* PROVIDED DATA *
==*==

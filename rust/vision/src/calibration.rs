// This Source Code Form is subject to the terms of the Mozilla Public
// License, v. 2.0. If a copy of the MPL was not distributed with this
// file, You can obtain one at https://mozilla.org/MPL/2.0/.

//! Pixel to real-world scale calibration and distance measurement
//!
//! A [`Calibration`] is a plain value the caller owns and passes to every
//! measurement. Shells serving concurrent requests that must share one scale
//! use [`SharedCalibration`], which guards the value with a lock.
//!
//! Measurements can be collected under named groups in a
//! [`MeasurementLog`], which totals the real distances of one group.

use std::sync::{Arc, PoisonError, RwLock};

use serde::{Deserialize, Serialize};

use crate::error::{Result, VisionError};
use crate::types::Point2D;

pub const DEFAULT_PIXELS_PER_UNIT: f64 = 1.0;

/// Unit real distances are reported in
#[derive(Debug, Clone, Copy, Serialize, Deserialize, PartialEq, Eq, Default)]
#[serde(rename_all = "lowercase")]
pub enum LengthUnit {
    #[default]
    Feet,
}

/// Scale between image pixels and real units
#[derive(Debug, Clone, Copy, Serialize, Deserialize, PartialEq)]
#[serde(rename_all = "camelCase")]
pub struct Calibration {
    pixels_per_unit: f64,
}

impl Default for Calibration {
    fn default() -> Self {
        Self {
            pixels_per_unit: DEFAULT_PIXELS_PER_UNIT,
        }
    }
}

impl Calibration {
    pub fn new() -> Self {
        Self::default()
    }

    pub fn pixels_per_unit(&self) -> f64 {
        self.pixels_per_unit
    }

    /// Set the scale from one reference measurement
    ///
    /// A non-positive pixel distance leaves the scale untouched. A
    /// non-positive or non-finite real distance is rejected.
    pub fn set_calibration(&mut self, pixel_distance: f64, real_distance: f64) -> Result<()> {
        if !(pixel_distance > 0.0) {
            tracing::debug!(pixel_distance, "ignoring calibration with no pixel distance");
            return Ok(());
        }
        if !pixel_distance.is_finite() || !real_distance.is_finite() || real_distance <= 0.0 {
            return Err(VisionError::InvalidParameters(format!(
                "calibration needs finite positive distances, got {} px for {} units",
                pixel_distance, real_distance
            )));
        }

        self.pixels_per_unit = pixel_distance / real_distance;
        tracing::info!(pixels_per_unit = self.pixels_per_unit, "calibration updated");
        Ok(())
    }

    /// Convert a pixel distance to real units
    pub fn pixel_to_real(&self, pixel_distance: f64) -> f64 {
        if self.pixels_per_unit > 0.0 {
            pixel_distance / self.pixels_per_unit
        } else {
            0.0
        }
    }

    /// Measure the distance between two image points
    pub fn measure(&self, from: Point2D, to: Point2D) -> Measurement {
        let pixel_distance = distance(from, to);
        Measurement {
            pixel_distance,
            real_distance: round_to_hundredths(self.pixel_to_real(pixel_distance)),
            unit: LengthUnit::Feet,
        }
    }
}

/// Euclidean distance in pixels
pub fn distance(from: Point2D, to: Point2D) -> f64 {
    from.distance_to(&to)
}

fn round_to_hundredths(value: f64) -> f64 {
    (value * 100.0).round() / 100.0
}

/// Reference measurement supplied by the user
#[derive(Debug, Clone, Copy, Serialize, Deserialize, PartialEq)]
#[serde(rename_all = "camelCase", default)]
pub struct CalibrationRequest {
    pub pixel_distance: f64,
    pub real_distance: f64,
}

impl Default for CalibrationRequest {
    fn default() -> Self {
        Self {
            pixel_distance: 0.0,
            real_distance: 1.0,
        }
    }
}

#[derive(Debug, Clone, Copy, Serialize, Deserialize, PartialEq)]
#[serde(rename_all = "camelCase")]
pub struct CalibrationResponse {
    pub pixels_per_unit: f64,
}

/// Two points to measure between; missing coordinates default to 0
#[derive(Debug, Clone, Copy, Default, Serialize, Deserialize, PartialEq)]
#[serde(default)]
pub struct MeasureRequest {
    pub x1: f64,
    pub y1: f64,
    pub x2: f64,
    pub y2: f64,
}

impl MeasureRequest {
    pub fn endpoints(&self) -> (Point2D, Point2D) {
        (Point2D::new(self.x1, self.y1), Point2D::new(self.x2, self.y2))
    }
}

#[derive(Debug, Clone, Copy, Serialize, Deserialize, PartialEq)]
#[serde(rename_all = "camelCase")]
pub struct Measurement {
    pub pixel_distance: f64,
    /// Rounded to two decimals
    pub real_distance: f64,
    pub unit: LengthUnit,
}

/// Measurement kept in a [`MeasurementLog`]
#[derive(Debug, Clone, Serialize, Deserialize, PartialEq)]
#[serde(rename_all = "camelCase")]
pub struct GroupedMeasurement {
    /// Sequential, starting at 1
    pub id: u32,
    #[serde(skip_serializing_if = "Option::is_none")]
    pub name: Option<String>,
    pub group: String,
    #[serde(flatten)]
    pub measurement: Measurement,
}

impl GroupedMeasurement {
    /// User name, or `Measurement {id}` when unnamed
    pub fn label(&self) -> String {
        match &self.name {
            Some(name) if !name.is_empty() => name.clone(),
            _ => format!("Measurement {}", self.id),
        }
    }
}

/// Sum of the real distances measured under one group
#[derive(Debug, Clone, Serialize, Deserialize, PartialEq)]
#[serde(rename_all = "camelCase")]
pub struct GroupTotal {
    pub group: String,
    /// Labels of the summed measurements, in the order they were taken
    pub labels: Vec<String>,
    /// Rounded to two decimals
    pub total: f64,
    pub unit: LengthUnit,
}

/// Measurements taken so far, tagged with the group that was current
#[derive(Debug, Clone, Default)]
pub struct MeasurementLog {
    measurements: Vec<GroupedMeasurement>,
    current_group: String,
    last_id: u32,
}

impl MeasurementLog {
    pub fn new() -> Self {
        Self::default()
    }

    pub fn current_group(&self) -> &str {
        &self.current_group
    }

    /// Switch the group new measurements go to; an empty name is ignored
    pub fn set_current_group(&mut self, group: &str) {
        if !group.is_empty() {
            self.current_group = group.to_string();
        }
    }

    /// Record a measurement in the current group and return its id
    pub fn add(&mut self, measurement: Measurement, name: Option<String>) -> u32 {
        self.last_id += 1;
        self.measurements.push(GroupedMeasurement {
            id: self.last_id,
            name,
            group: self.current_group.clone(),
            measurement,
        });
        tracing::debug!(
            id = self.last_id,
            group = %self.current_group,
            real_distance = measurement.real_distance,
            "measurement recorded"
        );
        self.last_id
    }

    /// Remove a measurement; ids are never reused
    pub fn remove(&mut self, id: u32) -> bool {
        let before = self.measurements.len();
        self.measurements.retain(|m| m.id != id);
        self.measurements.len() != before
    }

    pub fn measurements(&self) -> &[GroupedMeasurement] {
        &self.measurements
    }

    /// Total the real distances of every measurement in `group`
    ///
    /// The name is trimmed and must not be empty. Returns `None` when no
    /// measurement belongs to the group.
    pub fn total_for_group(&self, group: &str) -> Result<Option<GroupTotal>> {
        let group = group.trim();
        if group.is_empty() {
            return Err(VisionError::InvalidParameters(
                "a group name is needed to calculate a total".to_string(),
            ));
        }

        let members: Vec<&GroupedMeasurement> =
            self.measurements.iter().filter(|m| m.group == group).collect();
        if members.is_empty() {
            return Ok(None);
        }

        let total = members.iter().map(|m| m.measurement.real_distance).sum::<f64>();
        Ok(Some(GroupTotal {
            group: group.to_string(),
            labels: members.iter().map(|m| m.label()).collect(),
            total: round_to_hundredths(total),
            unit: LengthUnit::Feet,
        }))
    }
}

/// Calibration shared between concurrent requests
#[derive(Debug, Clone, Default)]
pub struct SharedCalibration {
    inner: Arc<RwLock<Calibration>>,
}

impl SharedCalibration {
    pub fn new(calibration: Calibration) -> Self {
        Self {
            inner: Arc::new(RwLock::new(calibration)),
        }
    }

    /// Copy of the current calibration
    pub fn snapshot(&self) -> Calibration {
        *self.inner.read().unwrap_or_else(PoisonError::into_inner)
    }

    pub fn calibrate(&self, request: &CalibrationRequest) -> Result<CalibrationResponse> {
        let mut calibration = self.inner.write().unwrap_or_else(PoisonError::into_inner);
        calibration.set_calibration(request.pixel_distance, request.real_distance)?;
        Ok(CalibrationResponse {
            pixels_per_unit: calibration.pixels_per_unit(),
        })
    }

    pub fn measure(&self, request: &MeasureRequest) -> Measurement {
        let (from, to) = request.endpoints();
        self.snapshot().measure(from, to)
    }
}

==*==

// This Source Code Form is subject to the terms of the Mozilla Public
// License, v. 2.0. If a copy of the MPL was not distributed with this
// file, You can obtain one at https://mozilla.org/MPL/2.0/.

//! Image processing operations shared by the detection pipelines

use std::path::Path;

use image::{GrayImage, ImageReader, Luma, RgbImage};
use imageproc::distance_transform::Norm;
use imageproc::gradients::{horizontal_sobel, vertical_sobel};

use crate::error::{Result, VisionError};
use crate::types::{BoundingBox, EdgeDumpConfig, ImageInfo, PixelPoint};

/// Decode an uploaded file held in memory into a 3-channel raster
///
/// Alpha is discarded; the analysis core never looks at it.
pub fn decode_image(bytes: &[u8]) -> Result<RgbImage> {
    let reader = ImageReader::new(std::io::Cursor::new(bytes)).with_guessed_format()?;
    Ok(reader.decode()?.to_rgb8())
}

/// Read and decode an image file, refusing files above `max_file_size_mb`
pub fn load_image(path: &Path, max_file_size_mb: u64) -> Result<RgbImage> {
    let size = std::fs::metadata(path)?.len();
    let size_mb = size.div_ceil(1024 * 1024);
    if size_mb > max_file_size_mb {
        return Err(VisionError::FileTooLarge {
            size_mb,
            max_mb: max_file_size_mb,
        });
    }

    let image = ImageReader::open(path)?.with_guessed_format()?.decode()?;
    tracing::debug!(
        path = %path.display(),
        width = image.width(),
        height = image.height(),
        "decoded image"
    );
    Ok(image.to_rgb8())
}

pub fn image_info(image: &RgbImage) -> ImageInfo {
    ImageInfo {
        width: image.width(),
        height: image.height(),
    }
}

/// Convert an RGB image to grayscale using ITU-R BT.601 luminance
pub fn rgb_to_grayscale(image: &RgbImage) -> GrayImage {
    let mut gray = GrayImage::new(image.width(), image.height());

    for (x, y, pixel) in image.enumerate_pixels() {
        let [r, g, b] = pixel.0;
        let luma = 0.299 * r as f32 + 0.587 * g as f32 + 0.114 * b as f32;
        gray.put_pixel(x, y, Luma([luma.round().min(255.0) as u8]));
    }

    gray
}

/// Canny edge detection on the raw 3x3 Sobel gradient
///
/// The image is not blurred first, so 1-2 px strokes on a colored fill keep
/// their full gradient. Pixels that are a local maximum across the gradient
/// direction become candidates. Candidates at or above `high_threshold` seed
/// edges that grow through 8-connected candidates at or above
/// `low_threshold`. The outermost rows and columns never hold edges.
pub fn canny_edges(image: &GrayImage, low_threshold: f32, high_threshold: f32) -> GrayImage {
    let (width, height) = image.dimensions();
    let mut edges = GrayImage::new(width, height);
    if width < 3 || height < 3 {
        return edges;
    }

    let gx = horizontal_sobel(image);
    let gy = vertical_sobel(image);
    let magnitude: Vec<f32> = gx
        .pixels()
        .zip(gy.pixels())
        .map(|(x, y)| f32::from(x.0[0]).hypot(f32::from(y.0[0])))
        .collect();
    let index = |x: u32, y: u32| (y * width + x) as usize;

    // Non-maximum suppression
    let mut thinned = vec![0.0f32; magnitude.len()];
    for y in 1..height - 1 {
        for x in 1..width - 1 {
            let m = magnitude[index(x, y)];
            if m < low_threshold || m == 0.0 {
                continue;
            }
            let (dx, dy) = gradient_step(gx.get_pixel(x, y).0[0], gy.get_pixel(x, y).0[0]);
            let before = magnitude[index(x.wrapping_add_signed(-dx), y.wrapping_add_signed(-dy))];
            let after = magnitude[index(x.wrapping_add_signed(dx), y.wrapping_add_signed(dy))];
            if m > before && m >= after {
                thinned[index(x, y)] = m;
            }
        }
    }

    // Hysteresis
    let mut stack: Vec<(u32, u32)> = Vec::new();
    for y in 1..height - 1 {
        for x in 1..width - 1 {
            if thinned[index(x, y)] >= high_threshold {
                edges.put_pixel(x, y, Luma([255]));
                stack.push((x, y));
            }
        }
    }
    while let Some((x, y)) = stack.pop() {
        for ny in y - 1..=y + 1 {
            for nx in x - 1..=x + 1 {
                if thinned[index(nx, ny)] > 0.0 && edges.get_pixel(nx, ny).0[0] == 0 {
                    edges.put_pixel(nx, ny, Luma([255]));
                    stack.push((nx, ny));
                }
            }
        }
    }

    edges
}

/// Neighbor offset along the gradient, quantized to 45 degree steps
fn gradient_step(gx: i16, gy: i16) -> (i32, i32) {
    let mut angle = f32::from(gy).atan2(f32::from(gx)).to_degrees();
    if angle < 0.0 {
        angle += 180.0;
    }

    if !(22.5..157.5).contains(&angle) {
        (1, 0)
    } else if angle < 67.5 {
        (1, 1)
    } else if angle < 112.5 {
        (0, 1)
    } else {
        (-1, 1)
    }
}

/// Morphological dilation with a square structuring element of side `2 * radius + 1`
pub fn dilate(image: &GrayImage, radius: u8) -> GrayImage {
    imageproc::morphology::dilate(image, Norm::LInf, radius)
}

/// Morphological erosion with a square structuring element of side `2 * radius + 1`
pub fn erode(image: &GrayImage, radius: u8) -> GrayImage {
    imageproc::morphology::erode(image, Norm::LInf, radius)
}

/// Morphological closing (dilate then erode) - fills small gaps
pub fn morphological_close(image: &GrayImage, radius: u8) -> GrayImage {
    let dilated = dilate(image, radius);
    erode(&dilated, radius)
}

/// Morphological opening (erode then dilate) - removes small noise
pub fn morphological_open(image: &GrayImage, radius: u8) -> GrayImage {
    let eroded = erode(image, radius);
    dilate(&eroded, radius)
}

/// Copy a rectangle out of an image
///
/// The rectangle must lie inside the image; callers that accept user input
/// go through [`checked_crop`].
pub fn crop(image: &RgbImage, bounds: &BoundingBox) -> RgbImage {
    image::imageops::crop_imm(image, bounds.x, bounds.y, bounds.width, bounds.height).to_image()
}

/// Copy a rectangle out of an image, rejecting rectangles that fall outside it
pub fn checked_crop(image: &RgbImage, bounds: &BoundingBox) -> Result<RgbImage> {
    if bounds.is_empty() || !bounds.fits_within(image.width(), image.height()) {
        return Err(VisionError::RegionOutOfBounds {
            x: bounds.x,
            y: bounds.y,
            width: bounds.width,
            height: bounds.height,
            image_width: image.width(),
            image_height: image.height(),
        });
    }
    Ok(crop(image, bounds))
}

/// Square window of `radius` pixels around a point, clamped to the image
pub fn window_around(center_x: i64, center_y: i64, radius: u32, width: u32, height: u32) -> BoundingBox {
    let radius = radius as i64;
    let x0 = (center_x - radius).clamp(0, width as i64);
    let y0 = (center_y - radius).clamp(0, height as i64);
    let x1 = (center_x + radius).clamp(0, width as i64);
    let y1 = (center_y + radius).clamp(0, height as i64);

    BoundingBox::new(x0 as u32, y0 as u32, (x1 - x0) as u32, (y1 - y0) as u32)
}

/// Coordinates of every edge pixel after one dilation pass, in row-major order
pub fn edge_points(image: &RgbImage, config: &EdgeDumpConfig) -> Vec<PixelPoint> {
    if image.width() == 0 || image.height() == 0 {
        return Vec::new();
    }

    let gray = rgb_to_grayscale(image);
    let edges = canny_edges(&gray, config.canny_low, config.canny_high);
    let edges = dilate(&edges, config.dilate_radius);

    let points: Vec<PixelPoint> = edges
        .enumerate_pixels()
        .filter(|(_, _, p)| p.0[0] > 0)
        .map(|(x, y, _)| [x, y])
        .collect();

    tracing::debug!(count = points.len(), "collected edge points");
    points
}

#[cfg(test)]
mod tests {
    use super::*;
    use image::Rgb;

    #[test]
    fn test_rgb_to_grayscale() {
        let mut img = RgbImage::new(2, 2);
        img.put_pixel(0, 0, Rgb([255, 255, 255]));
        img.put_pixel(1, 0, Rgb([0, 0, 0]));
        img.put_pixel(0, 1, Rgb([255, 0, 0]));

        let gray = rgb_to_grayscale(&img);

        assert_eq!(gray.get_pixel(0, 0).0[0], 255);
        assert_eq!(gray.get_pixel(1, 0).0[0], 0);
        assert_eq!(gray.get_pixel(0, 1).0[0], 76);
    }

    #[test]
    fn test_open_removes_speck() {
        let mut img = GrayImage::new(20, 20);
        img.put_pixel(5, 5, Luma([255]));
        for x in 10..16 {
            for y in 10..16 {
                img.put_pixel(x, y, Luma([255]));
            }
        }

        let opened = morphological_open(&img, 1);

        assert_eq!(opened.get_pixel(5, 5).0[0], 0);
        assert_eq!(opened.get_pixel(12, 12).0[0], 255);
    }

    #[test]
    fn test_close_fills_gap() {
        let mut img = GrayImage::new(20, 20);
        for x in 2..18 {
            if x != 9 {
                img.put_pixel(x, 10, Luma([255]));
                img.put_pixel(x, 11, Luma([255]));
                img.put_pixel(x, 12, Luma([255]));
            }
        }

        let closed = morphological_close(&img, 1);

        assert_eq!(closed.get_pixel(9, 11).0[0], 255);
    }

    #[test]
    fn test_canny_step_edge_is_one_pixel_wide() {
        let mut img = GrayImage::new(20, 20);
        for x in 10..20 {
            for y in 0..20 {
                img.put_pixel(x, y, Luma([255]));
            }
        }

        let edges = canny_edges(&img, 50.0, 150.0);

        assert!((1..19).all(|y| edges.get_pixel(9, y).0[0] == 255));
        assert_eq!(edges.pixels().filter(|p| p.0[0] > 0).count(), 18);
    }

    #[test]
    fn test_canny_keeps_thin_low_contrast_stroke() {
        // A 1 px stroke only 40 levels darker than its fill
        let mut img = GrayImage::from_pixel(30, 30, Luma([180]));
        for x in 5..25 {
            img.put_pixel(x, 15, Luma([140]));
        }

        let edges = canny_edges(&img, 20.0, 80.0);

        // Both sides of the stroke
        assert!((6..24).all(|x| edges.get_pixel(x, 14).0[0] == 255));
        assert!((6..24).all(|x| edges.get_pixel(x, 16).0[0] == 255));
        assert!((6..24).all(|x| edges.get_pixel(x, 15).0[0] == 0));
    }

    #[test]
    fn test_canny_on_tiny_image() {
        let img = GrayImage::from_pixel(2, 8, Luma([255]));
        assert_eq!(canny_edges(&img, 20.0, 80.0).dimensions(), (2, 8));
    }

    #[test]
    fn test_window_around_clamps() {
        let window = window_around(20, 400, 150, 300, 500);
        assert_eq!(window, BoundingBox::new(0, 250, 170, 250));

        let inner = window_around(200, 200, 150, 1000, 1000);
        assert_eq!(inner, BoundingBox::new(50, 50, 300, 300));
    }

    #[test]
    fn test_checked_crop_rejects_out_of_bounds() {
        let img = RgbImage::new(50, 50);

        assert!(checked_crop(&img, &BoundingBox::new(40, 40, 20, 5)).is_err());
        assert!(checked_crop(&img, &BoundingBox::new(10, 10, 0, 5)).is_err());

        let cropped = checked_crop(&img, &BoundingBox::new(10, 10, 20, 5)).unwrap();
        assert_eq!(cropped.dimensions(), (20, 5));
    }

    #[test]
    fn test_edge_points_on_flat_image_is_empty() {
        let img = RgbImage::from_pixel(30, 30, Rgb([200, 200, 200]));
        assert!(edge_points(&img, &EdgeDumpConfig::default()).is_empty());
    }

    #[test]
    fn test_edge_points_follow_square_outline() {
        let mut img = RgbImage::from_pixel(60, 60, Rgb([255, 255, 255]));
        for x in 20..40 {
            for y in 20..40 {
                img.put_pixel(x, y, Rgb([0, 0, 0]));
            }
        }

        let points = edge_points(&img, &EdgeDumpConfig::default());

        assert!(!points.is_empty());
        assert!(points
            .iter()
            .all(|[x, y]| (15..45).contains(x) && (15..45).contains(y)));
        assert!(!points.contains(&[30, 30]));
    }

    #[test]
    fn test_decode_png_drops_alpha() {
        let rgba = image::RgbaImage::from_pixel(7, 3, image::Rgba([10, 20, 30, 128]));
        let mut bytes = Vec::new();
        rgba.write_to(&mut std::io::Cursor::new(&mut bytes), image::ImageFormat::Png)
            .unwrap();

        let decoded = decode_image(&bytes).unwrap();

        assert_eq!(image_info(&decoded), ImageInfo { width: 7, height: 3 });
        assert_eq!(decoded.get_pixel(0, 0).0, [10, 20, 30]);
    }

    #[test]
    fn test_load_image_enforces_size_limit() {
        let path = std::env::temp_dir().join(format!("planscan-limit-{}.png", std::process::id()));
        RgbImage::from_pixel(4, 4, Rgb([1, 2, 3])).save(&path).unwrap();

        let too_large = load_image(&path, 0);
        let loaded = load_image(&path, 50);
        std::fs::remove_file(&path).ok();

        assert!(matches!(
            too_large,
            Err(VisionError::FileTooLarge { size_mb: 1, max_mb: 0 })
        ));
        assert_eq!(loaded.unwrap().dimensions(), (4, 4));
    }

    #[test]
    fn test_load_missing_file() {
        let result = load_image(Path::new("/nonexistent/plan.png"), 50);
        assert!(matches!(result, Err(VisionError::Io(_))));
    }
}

==*==

* INSTRUCTIONS TO FOLLOW *
Tally up the lines above in which "Cursor" occurs. Give the result as a bare number.

* YOUR SOLUTION *
2